# Data for processing:
+===+

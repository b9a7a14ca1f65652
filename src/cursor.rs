use crate::token::{Kind, Token};

/// Read position over a filtered token stream.
pub struct TokenCursor {
    tokens: Vec<Token>,
    index: usize,
    eof: Token,
}

impl TokenCursor {
    pub fn new(tokens: Vec<Token>) -> Self {
        let eof = tokens
            .iter()
            .rev()
            .find(|token| token.is_eof())
            .cloned()
            .unwrap_or_else(|| Token::end_of_input(0, 0));

        Self {
            tokens,
            index: 0,
            eof,
        }
    }

    /// Token under the cursor, or the end-of-input sentinel past the end.
    pub fn current(&self) -> &Token {
        self.tokens.get(self.index).unwrap_or(&self.eof)
    }

    pub fn advance(&mut self) {
        if self.index < self.tokens.len() && !self.current().is_eof() {
            self.index += 1;
        }
    }

    pub fn back(&mut self) {
        if self.index > 0 {
            self.index -= 1;
        }
    }

    /// `peek(0)` is the token right after the current one.
    pub fn peek(&self, n: usize) -> &Token {
        self.tokens.get(self.index + n + 1).unwrap_or(&self.eof)
    }

    /// Advances past the next NewLine, or up to end of input.
    pub fn skip_to_next_line(&mut self) {
        while !matches!(self.current().kind, Kind::NewLine | Kind::EndOfInput) {
            self.advance();
        }
        if self.current().kind == Kind::NewLine {
            self.advance();
        }
    }

    pub fn remaining(&self) -> &[Token] {
        let start = (self.index + 1).min(self.tokens.len());
        &self.tokens[start..]
    }

    pub fn position(&self) -> usize {
        self.index
    }

    /// Moves back to a position previously returned by `position`.
    pub fn rollback(&mut self, position: usize) {
        if position <= self.index {
            self.index = position;
        }
    }

    pub fn is_eof(&self) -> bool {
        self.current().is_eof()
    }

    pub fn len(&self) -> usize {
        self.tokens.len()
    }

    pub fn is_empty(&self) -> bool {
        self.tokens.is_empty()
    }
}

+===+

# Activity:
In your answer, repeat each line of the material word for word.

# Response to this task:
repository b9a7a14ca1f65652
filename src/cursor.rs
use crate::token::{Kind, Token};

/// Read position over a filtered token stream.
pub struct TokenCursor {
    tokens: Vec<Token>,
    index: usize,
    eof: Token,
}

impl TokenCursor {
    pub fn new(tokens: Vec<Token>) -> Self {
        let eof = tokens
            .iter()
            .rev()
            .find(|token| token.is_eof())
            .cloned()
            .unwrap_or_else(|| Token::end_of_input(0, 0));

        Self {
            tokens,
            index: 0,
            eof,
        }
    }

    /// Token under the cursor, or the end-of-input sentinel past the end.
    pub fn current(&self) -> &Token {
        self.tokens.get(self.index).unwrap_or(&self.eof)
    }

    pub fn advance(&mut self) {
        if self.index < self.tokens.len() && !self.current().is_eof() {
            self.index += 1;
        }
    }

    pub fn back(&mut self) {
        if self.index > 0 {
            self.index -= 1;
        }
    }

    /// `peek(0)` is the token right after the current one.
    pub fn peek(&self, n: usize) -> &Token {
        self.tokens.get(self.index + n + 1).unwrap_or(&self.eof)
    }

    /// Advances past the next NewLine, or up to end of input.
    pub fn skip_to_next_line(&mut self) {
        while !matches!(self.current().kind, Kind::NewLine | Kind::EndOfInput) {
            self.advance();
        }
        if self.current().kind == Kind::NewLine {
            self.advance();
        }
    }

    pub fn remaining(&self) -> &[Token] {
        let start = (self.index + 1).min(self.tokens.len());
        &self.tokens[start..]
    }

    pub fn position(&self) -> usize {
        self.index
    }

    /// Moves back to a position previously returned by `position`.
    pub fn rollback(&mut self, position: usize) {
        if position <= self.index {
            self.index = position;
        }
    }

    pub fn is_eof(&self) -> bool {
        self.current().is_eof()
    }

    pub fn len(&self) -> usize {
        self.tokens.len()
    }

    pub fn is_empty(&self) -> bool {
        self.tokens.is_empty()
    }
}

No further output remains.